Yesterday, the gold price fell below the $1,700 level for the first time this year. Yesterday’s low was at $1696, but a return above $1700 soon followed. During the Asian trading session, the price recovered to $1717, this did not last long, and we see a new pullback to the $1700 support zone. Chances are high that we will soon see another break below and the continuation of the bearish trend. Potential lower targets are $1690 and $1680 levels. For a bullish option, we need another positive consolidation and a return above $1710 to get support in the MA20 moving average. Our next target is the $1720 price, where the MA50 moving average awaits us. A price break above would move us away from the uncomfortable zone, and we could continue further towards $1730 and $1740.

Gold chart analysis

Silver chart analysis

The price of silver fell to $18.00 yesterday, after which we see a short recovery to the $18.40 level. During the Asian trading session, the price made a new pullback and stopped at the $18.10 level. A new recovery to $18.30 soon followed, and we are now consolidating at that level. The price could take advantage of the current bullish impulse and climb up to the $18.50 level. It would form a new higher high, and we would see where to look for new support for the next bullish impulse. We need a negative consolidation and a return to the $18.00 support zone for a bearish option. And a price break below would form new lows this year. Potential targets are $17.75 and $17.50 levels.

Silver chart analysis

Market overview

A strong US dollar, which is the mirror opposite of a weak euro, reduces the price of gold. Nevertheless, Commerzbank economists expect a recovery of the yellow metal in the coming months. If the ECB meeting shows a more decisive approach will be taken in the fight against inflation, gold could indirectly benefit.
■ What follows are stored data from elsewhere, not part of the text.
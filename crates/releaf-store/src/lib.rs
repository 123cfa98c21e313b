//! Releaf store - SQLite persistence of the content tree
//!
//! - Connection helpers and checksummed embedded migrations
//! - Node, content object and settings repository
//! - Hydration of a `Tree` and diff-based persistence of its changes

pub mod db;
pub mod errors;
pub mod migrations;
pub mod repo;

pub use errors::Result;
//! TOML configuration of the content tree

use std::collections::BTreeMap;
use std::path::Path;
use std::sync::Arc;

use serde::{Deserialize, Serialize};

use crate::errors::{ContentError, Result};
use crate::node_schema::NodeSchema;
use crate::registry::{ContentTypeConfig, TypeRegistry};
use crate::rules::singleness::SinglenessRule;

#[derive(Debug, Clone, Default, PartialEq, Serialize, Deserialize)]
#[serde(default)]
pub struct ContentConfig {
    pub default_locale: Option<String>,
    pub node_fields_to_display: Vec<String>,
    pub content_types: BTreeMap<String, ContentTypeConfig>,
    pub singleness: Vec<SinglenessConfig>,
}

/// One `[[singleness]]` table
#[derive(Debug, Clone, Default, PartialEq, Serialize, Deserialize)]
#[serde(default)]
pub struct SinglenessConfig {
    #[serde(rename = "for")]
    pub for_types: Vec<String>,
    pub under: Vec<String>,
}

impl ContentConfig {
    /// # Errors
    ///
    /// `InvalidConfig` when the text is not valid TOML for this shape.
    pub fn from_toml_str(input: &str) -> Result<Self> {
        Ok(toml::from_str(input)?)
    }

    /// # Errors
    ///
    /// `Io` when the file can't be read, otherwise as [`Self::from_toml_str`].
    pub fn from_path(path: impl AsRef<Path>) -> Result<Self> {
        let text = std::fs::read_to_string(path.as_ref())?;
        Self::from_toml_str(&text)
    }

    /// Build the shared schema
    ///
    /// # Errors
    ///
    /// `InvalidConfig` when a singleness rule has no `for` types or names a
    /// type that isn't registered.
    pub fn into_schema(self) -> Result<Arc<NodeSchema>> {
        let mut builder =
            TypeRegistry::builder().node_fields_to_display(self.node_fields_to_display);
        for (name, config) in self.content_types {
            builder = builder.register(&name, config)?;
        }
        let registry = builder.build();

        let mut schema = NodeSchema::new(registry);
        schema.default_locale = self.default_locale.filter(|l| !l.trim().is_empty());

        for rule in self.singleness {
            if rule.for_types.is_empty() {
                return Err(ContentError::InvalidConfig {
                    reason: "singleness rule needs at least one `for` type".to_string(),
                });
            }
            if let Some(unknown) = rule
                .for_types
                .iter()
                .find(|t| schema.registry.resolve(Some(t.as_str())).is_none())
            {
                return Err(ContentError::InvalidConfig {
                    reason: format!("singleness rule names unregistered type {}", unknown),
                });
            }
            schema
                .singleness_rules
                .push(SinglenessRule::new(rule.for_types).under(rule.under));
        }

        tracing::debug!(
            content_types = schema.registry.len(),
            singleness_rules = schema.singleness_rules.len(),
            "content schema built"
        );
        Ok(Arc::new(schema))
    }
}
However, higher interest rates are bad news for gold as a non-interest-bearing investment. Market participants seem to be increasingly anticipating a US recession. Gold should benefit from this as a safe-haven. This is one of the reasons why we expect higher gold prices in the coming months and quarters. Additionally, for this to happen, the still strong ETF outflows would have to end, and interest buying would have to return to the market.